Le narrativisme de Spence, le langage d’action de Schafer (pour qui « le Soi est un dire », car « l’agent devient peu à peu le constructeur de sa propre expérience à travers une narration qui en délivre le sens »), L’Empathie psychanalytique de Bolognini, sont étudiés, pour ne citer qu’eux, chacun d’eux se voyant inséré dans un réseau conceptuel serré. Ce qui amène bien souvent Laurence Kahn à pointer avec justesse les erreurs ou les approximations de lecture à l’œuvre dans ces déformations : ainsi de la collusion entre Schafer et Ricoeur autour de l’idée de responsabilité du sujet de l’action, de la mauvaise interprétation du principe d’incertitude de Heisenberg, de l’usage falsificateur de Derrida et de Lyotard (la French philosophy), du caractère fourre-tout de la notion d’empathie (elle revient à Lipps pour clarifier la notion) ou de l’effet produit par la lecture de Foucault – en particulier quand il est utilisé par le pragmatisme de Richard Rorty -, allant dans le sens d’un relativisme généralisé et de la perte de notion de vérité. Or Freud défend la référence de la psychanalyse à la vérité, son adéquation au réel du monde ; la psychanalyse concourt « à la description de l’agencement même du monde », écrit Laurence Kahn, et doit refuser d’être confinée dans « le périmètre de l’interaction entre états mentaux ».

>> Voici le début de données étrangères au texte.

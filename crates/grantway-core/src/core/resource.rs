// crates/grantway-core/src/core/resource.rs
// ============================================================================
// Module: Grantway Resource Snapshot
// Description: Resource metadata read by policy expressions and triggers.
// Purpose: Carry provider-agnostic resource data into approval evaluation.
// Dependencies: crate::core::identifiers, serde, serde_json
// ============================================================================

//! ## Overview
//! A resource snapshot describes the target of an appeal: which provider owns
//! it, how the provider addresses it, and arbitrary provider-reported details.
//! The approval engine never contacts the provider; it only reads this
//! snapshot through flattened expression contexts and trigger matching.
//!
//! Security posture: `details` values originate from external providers and
//! are treated as untrusted data.

// ============================================================================
// SECTION: Imports
// ============================================================================

use serde::Deserialize;
use serde::Serialize;
use serde_json::Map;
use serde_json::Value;

use crate::core::identifiers::ResourceId;

// ============================================================================
// SECTION: Resource
// ============================================================================

/// Snapshot of the resource an appeal requests access to.
///
/// # Invariants
/// - `provider_type`/`provider_urn` identify the registered provider.
/// - `details` is an arbitrary nested map; the core never interprets it
///   beyond expression field access.
#[derive(Debug, Clone, Default, PartialEq, Serialize, Deserialize)]
pub struct Resource {
    /// Resource identifier.
    #[serde(default)]
    pub id: ResourceId,
    /// Provider type owning the resource (e.g. a warehouse or dashboard kind).
    #[serde(default)]
    pub provider_type: String,
    /// Provider instance URN.
    #[serde(default)]
    pub provider_urn: String,
    /// Resource type within the provider.
    #[serde(default, rename = "type")]
    pub resource_type: String,
    /// Resource URN within the provider.
    #[serde(default)]
    pub urn: String,
    /// Human-readable resource name.
    #[serde(default)]
    pub name: String,
    /// Arbitrary provider-reported details.
    #[serde(default)]
    pub details: Map<String, Value>,
}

À la lecture de ce livre de psychanalyse, mais aussi d’épistémologie, on est tenté de faire un rapprochement, peut-être surprenant, avec la pensée de Bachelard sur la formation de l’esprit scientifique et avec son idée que la science progresse par une suite d’erreurs surmontées. On pourrait se dire, devant la présentation de ce qui apparaît sous la plume de Laurence Kahn comme les étapes d’un fourvoiement général, qu’elle peint le tableau d’un anti-progrès par embourbements successifs, aggravés au lieu d’être surmontés, mais dont il est peut-être encore temps de sortir. On peut penser que c’est pour appeler la communauté psycha-nalytique à un sursaut qu’elle a réalisé ce travail, quoiqu’elle semble dépourvue d’illusions. Le titre du livre, tourné comme le titre d’une fable à deux personnages, dont la morale implicite inviterait à redevenir ou à ne pas cesser d’être des psychanalystes « apathiques », met l’accent sur le couple en réalité dissymétrique de l’analyste et du patient, dans lequel le second des deux partenaires est prétendument sujet au changement, tandis qu’il est suggéré au premier de conserver la froideur distante des origines.

La question qui occupe Laurence Kahn est donc à la fois intem-porelle et urgente. La mise en cause du pluralisme théorique et l’analyse de ses conséquences ne signifie évidemment pas que tous les psychanalystes devraient marcher du même pas, surtout venant d’une psychanalyste si attachée à la détotalisation, à la reconnaissance de l’hétérogène et de la discorde, et si vigilante quant au caractère illusoire des vœux d’unité, que ce soit l’unité d’un psychisme qui serait affranchi de la division interne ou celle d’un groupe. Mais il était à coup sûr capital de montrer en détail combien la promotion du pluralisme induit et masque les renoncements au refoulement, au transfert, à l’association libre, à l’interprétation, à la théorie de la pulsion, à l’énergétique freudienne…

Grand vent salubre, et réflexion salutaire pour les psychanalystes donc. Nous sommes bien placés pour savoir que l’ennemi est à l’intérieur. Ce livre est aussi une invite à mesurer en nous les dérives toujours disponibles à la frange ou même au centre de nos propres pratiques.